*Extracted data entries*
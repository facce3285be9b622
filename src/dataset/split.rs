//! 学習用/検証用の分割とバッチストリーム
//!
//! クラスごとに同じ割合を検証用に取り分ける（層化分割）。
//! シードが同じであれば何度作り直しても同じ分割になります。

use anyhow::Result;
use burn::data::dataset::Dataset;
use rand::rngs::StdRng;
use rand::seq::SliceRandom;
use rand::SeedableRng;
use serde::{Deserialize, Serialize};
use std::path::{Path, PathBuf};
use tracing::debug;

use super::batcher::{ImageBatch, ImageItem};
use super::index::{list_class_files, LabelSet};

/// 分割・バッチ化の設定
#[derive(Debug, Clone, Serialize, Deserialize, PartialEq)]
pub struct SplitConfig {
    /// バッチサイズ
    pub batch_size: usize,
    /// 入力画像サイズ（正方形）
    pub image_size: usize,
    /// 分割とシャッフルのシード
    pub seed: u64,
    /// 検証用に取り分ける割合 [0, 1)
    pub validation_fraction: f64,
}

impl Default for SplitConfig {
    fn default() -> Self {
        Self {
            batch_size: 32,
            image_size: 224,
            seed: 42,
            validation_fraction: 0.2,
        }
    }
}

/// 画像パスとクラスIDの組
#[derive(Debug, Clone, PartialEq, Eq)]
pub struct Sample {
    pub path: PathBuf,
    pub label: usize,
}

/// 分割結果
#[derive(Debug, Clone, PartialEq, Eq)]
pub struct Partition {
    pub train: Vec<Sample>,
    pub validation: Vec<Sample>,
}

/// 分割ローダー
pub struct SplitLoader {
    root: PathBuf,
    labels: LabelSet,
    config: SplitConfig,
}

impl SplitLoader {
    pub fn new(root: &Path, labels: &LabelSet, config: SplitConfig) -> Self {
        Self {
            root: root.to_path_buf(),
            labels: labels.clone(),
            config,
        }
    }

    pub fn config(&self) -> &SplitConfig {
        &self.config
    }

    /// ファイルを学習用と検証用に分割
    pub fn partition(&self) -> Result<Partition> {
        let fraction = self.config.validation_fraction;
        if !(0.0..1.0).contains(&fraction) {
            anyhow::bail!("validation_fraction は [0, 1) の範囲で指定してください: {}", fraction);
        }
        if self.config.batch_size == 0 || self.config.image_size == 0 {
            anyhow::bail!("batch_size と image_size は1以上である必要があります");
        }

        let mut rng = StdRng::seed_from_u64(self.config.seed);
        let mut train = Vec::new();
        let mut validation = Vec::new();

        for (label, class_name) in self.labels.names().iter().enumerate() {
            let mut files = list_class_files(&self.root, class_name)?;
            files.shuffle(&mut rng);

            let num_validation = (files.len() as f64 * fraction).round() as usize;
            debug!(
                "クラス '{}': 学習 {} 枚 / 検証 {} 枚",
                class_name,
                files.len() - num_validation,
                num_validation
            );

            for (i, path) in files.into_iter().enumerate() {
                let sample = Sample { path, label };
                if i < num_validation {
                    validation.push(sample);
                } else {
                    train.push(sample);
                }
            }
        }

        if train.is_empty() {
            anyhow::bail!("学習データが見つかりません: {}", self.root.display());
        }

        Ok(Partition { train, validation })
    }

    /// 学習用（パスごとにシャッフル）と検証用（固定順）のストリームを作成
    pub fn load(&self) -> Result<(BatchStream, BatchStream)> {
        let partition = self.partition()?;
        let num_classes = self.labels.len();

        let train = BatchStream {
            samples: SampleSet::new(partition.train),
            batch_size: self.config.batch_size,
            image_size: self.config.image_size,
            num_classes,
            shuffle_seed: Some(self.config.seed),
        };
        let validation = BatchStream {
            samples: SampleSet::new(partition.validation),
            batch_size: self.config.batch_size,
            image_size: self.config.image_size,
            num_classes,
            shuffle_seed: None,
        };

        Ok((train, validation))
    }
}

/// 分割済みサンプル集合（パスのみ保持）
#[derive(Debug, Clone)]
pub struct SampleSet {
    samples: Vec<Sample>,
}

impl SampleSet {
    pub fn new(samples: Vec<Sample>) -> Self {
        Self { samples }
    }

    pub fn samples(&self) -> &[Sample] {
        &self.samples
    }
}

impl Dataset<Sample> for SampleSet {
    fn get(&self, index: usize) -> Option<Sample> {
        self.samples.get(index).cloned()
    }

    fn len(&self) -> usize {
        self.samples.len()
    }
}

/// 遅延・再開可能なバッチ列
///
/// `iter()` を呼ぶたびに同じ分割の先頭から新しいパスを開始します。
#[derive(Debug, Clone)]
pub struct BatchStream {
    samples: SampleSet,
    batch_size: usize,
    image_size: usize,
    num_classes: usize,
    shuffle_seed: Option<u64>,
}

impl BatchStream {
    /// サンプル数
    pub fn len(&self) -> usize {
        self.samples.len()
    }

    pub fn is_empty(&self) -> bool {
        self.len() == 0
    }

    pub fn batch_size(&self) -> usize {
        self.batch_size
    }

    pub fn image_size(&self) -> usize {
        self.image_size
    }

    pub fn num_classes(&self) -> usize {
        self.num_classes
    }

    pub fn samples(&self) -> &[Sample] {
        self.samples.samples()
    }

    /// 1パスあたりのバッチ数（端数は最後の短いバッチになる）
    pub fn batches_per_pass(&self) -> usize {
        self.len().div_ceil(self.batch_size)
    }

    /// 先頭から新しいパスを開始
    pub fn iter(&self) -> BatchIter<'_> {
        self.pass(0)
    }

    /// 指定番号のパス（学習用はパス番号ごとに並びが変わる）
    pub fn pass(&self, pass: u64) -> BatchIter<'_> {
        let mut order: Vec<usize> = (0..self.len()).collect();
        if let Some(seed) = self.shuffle_seed {
            let mut rng = StdRng::seed_from_u64(seed.wrapping_add(pass));
            order.shuffle(&mut rng);
        }
        BatchIter {
            stream: self,
            order,
            cursor: 0,
        }
    }

    /// パスの終わりで折り返す無限イテレータ
    pub fn repeat(&self) -> RepeatIter<'_> {
        RepeatIter {
            stream: self,
            pass: 0,
            current: self.pass(0),
        }
    }
}

/// 1パス分のバッチイテレータ
pub struct BatchIter<'a> {
    stream: &'a BatchStream,
    order: Vec<usize>,
    cursor: usize,
}

impl Iterator for BatchIter<'_> {
    type Item = Result<ImageBatch>;

    fn next(&mut self) -> Option<Self::Item> {
        if self.cursor >= self.order.len() {
            return None;
        }

        let end = (self.cursor + self.stream.batch_size).min(self.order.len());
        let indices = &self.order[self.cursor..end];
        self.cursor = end;

        let items = indices
            .iter()
            .filter_map(|&i| self.stream.samples.get(i))
            .map(|sample| ImageItem::load(&sample.path, sample.label, self.stream.image_size))
            .collect::<Result<Vec<_>>>();

        Some(items.map(|items| ImageBatch {
            items,
            image_size: self.stream.image_size,
        }))
    }
}

/// 折り返しイテレータ（空のストリームでは何も返さない）
pub struct RepeatIter<'a> {
    stream: &'a BatchStream,
    pass: u64,
    current: BatchIter<'a>,
}

impl Iterator for RepeatIter<'_> {
    type Item = Result<ImageBatch>;

    fn next(&mut self) -> Option<Self::Item> {
        if self.stream.is_empty() {
            return None;
        }
        if let Some(batch) = self.current.next() {
            return Some(batch);
        }
        self.pass += 1;
        self.current = self.stream.pass(self.pass);
        self.current.next()
    }
}

#[cfg(test)]
mod tests {
    use super::*;
    use crate::test_support::write_dataset;

    fn scenario() -> (tempfile::TempDir, LabelSet, SplitConfig) {
        let dir = tempfile::tempdir().unwrap();
        write_dataset(dir.path(), &[("A", 10), ("B", 10)], 8);
        let labels = LabelSet::discover(dir.path()).unwrap();
        let config = SplitConfig {
            batch_size: 4,
            image_size: 8,
            seed: 7,
            validation_fraction: 0.2,
        };
        (dir, labels, config)
    }

    #[test]
    fn test_scenario_split_sizes() {
        let (dir, labels, config) = scenario();
        let (train, validation) = SplitLoader::new(dir.path(), &labels, config).load().unwrap();

        assert_eq!(train.len(), 16);
        assert_eq!(validation.len(), 4);
        assert_eq!(train.batches_per_pass(), 4);
        assert_eq!(validation.batches_per_pass(), 1);

        // クラスごとに同じ割合
        let val_a = validation.samples().iter().filter(|s| s.label == 0).count();
        assert_eq!(val_a, 2);
    }

    #[test]
    fn test_same_seed_same_partition() {
        let (dir, labels, config) = scenario();
        let first = SplitLoader::new(dir.path(), &labels, config.clone()).partition().unwrap();
        let second = SplitLoader::new(dir.path(), &labels, config).partition().unwrap();
        assert_eq!(first, second);
    }

    #[test]
    fn test_partition_is_disjoint_and_complete() {
        let (dir, labels, config) = scenario();
        let partition = SplitLoader::new(dir.path(), &labels, config).partition().unwrap();
        let mut all: Vec<_> = partition
            .train
            .iter()
            .chain(partition.validation.iter())
            .map(|s| s.path.clone())
            .collect();
        all.sort();
        all.dedup();
        assert_eq!(all.len(), 20);
    }

    #[test]
    fn test_batches_have_expected_shape_and_range() {
        let (dir, labels, config) = scenario();
        let (train, _) = SplitLoader::new(dir.path(), &labels, config).load().unwrap();

        let batches: Vec<_> = train.iter().map(|b| b.unwrap()).collect();
        assert_eq!(batches.len(), 4);
        for batch in &batches {
            assert!(batch.len() <= 4 && !batch.is_empty());
            for item in &batch.items {
                assert_eq!(item.pixels.len(), 3 * 8 * 8);
                assert!(item.pixels.iter().all(|v| (0.0..=1.0).contains(v)));
            }
            for row in batch.one_hot(train.num_classes()) {
                assert_eq!(row.len(), labels.len());
                let argmax = row
                    .iter()
                    .enumerate()
                    .max_by(|a, b| a.1.total_cmp(b.1))
                    .map(|(i, _)| i)
                    .unwrap();
                assert!(argmax < labels.len());
            }
        }
    }

    #[test]
    fn test_last_batch_may_be_shorter() {
        let dir = tempfile::tempdir().unwrap();
        write_dataset(dir.path(), &[("x", 5), ("y", 5)], 4);
        let labels = LabelSet::discover(dir.path()).unwrap();
        let config = SplitConfig {
            batch_size: 3,
            image_size: 4,
            seed: 1,
            validation_fraction: 0.0,
        };
        let (train, validation) = SplitLoader::new(dir.path(), &labels, config).load().unwrap();
        assert!(validation.is_empty());
        let sizes: Vec<_> = train.iter().map(|b| b.unwrap().len()).collect();
        assert_eq!(sizes, vec![3, 3, 3, 1]);
    }

    #[test]
    fn test_iter_restarts_and_validation_is_stable() {
        let (dir, labels, config) = scenario();
        let (train, validation) = SplitLoader::new(dir.path(), &labels, config).load().unwrap();

        fn paths(iter: BatchIter<'_>) -> Vec<PathBuf> {
            iter.flat_map(|b| b.unwrap().items.into_iter().map(|i| i.path))
                .collect()
        }
        assert_eq!(paths(train.iter()), paths(train.iter()));
        assert_eq!(paths(validation.pass(0)), paths(validation.pass(3)));
        let expected: Vec<_> = validation.samples().iter().map(|s| s.path.clone()).collect();
        assert_eq!(paths(validation.iter()), expected);
    }

    #[test]
    fn test_repeat_wraps_around() {
        let (dir, labels, config) = scenario();
        let (train, _) = SplitLoader::new(dir.path(), &labels, config).load().unwrap();

        let taken: Vec<_> = train.repeat().take(10).map(|b| b.unwrap().len()).collect();
        assert_eq!(taken.len(), 10);
    }

    #[test]
    fn test_invalid_fraction_is_error() {
        let (dir, labels, mut config) = scenario();
        config.validation_fraction = 1.0;
        assert!(SplitLoader::new(dir.path(), &labels, config).partition().is_err());
    }

    #[test]
    fn test_corrupt_image_is_fatal() {
        let (dir, labels, config) = scenario();
        std::fs::write(dir.path().join("A").join("zz_broken.png"), b"garbage").unwrap();
        let (train, validation) = SplitLoader::new(dir.path(), &labels, config).load().unwrap();
        let failed = train
            .iter()
            .chain(validation.iter())
            .any(|batch| batch.is_err());
        assert!(failed);
    }
}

*Task to carry out*
Note every line of the records that holds the word "BatchStream", and copy it.

*Response to the exercise*
    pub fn load(&self) -> Result<(BatchStream, BatchStream)> {
        let train = BatchStream {
        let validation = BatchStream {
pub struct BatchStream {
impl BatchStream {
    stream: &'a BatchStream,
    stream: &'a BatchStream,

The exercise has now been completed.